A análise genérica da Tabela 1 possibilita dizer que as 63 competências resultantes da Delphi e sua distribuição entre as seis dimensões teóricas demonstram sua relativa conformidade numérica e conceitual com as primeiras pesquisas sobre competências em avaliação feitas por King et al. (2001). Contudo, ressalta-se que essa análise aconteceu de forma pouco detalhada em relação às competências de cada dimensão teórica ou grupo de competências específicas, uma vez que não foram encontrados na literatura brasileira e nem em plataformas virtuais do Inep estudos que abordassem competências essenciais para os avaliadores do Sinaes, o que impossibilita a existência de parâmetros para a comparação de resultados, bem como reduz a margem de diálogo dos achados da Delphi com a literatura sobre competências em avaliação.
Validação da escala
Os dados coletados com os avaliadores a respeito do desenvolvimento das competências resultantes da Delphi foram analisados por dimensão. Os principais índices de ajuste (fit-index) do modelo estão elencados na Tabela 2.

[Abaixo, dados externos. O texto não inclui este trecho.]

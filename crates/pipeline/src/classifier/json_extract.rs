//! Find the first JSON object embedded in free-form model output.

use serde_json::{Map, Value};

/// Byte range of the balanced `{...}` starting at `start`, honoring string
/// literals and escapes. `None` if the braces never balance.
fn balanced_end(text: &str, start: usize) -> Option<usize> {
    let mut depth = 0usize;
    let mut in_string = false;
    let mut escaped = false;

    for (offset, c) in text[start..].char_indices() {
        if in_string {
            match c {
                _ if escaped => escaped = false,
                '\\' => escaped = true,
                '"' => in_string = false,
                _ => {}
            }
            continue;
        }
        match c {
            '"' => in_string = true,
            '{' => depth += 1,
            '}' => {
                depth = depth.checked_sub(1)?;
                if depth == 0 {
                    return Some(start + offset + c.len_utf8());
                }
            }
            _ => {}
        }
    }
    None
}

/// The first substring that parses as a JSON object.
pub fn first_json_object(text: &str) -> Option<Map<String, Value>> {
    text.match_indices('{').find_map(|(start, _)| {
        let end = balanced_end(text, start)?;
        match serde_json::from_str::<Value>(&text[start..end]) {
            Ok(Value::Object(map)) => Some(map),
            _ => None,
        }
    })
}

#[cfg(test)]
mod tests {
    use super::*;

    #[test]
    fn extracts_object_from_prose() {
        let reply = r#"Sure! Here you go: {"needs_web_search": true, "needs_chat_history": false} Hope that helps."#;
        let obj = first_json_object(reply).unwrap();
        assert_eq!(obj["needs_web_search"], true);
        assert_eq!(obj["needs_chat_history"], false);
    }

    #[test]
    fn handles_nested_objects() {
        let obj = first_json_object(r#"x {"a": {"b": 1}, "c": 2} y"#).unwrap();
        assert_eq!(obj["c"], 2);
        assert_eq!(obj["a"]["b"], 1);
    }

    #[test]
    fn braces_inside_strings_are_ignored() {
        let obj = first_json_object(r#"{"note": "use } and { freely \" ok", "v": true}"#).unwrap();
        assert_eq!(obj["v"], true);
    }

    #[test]
    fn skips_malformed_candidates() {
        let obj = first_json_object(r#"{not json} then {"ok": 1}"#).unwrap();
        assert_eq!(obj["ok"], 1);
    }

    #[test]
    fn none_without_object() {
        assert!(first_json_object("no braces here").is_none());
        assert!(first_json_object(r#"{"unterminated": true"#).is_none());
        assert!(first_json_object("").is_none());
    }
}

OBTIDO | PARÂMETROS DE ACEITAÇÃO A PARTIR DA LITERATURA | |
---|---|---|
Qui-Quadrado (Chi-Square) | 3027,223 | --- |
Df (Degrees of freedom) | 1875,000 | --- |
p-value | < 0,001 | > 0,05 |
Qui-Quadrado/Df (Qui-Quadrado Normalizado) | 1,615 | < 2 |
CFI | 0,974 | ≥ 0,95 |
SRMR | 0,056 | ≤ 0,05 |
RMSEA | 0,034 | ≤ 0,05 |
RMSEA - limite inferior | 0,032 | --- |
RMSEA - limite superior | 0,036 | --- |
Fonte: Elaboração dos autores a partir dos resultados da pesquisa de campo.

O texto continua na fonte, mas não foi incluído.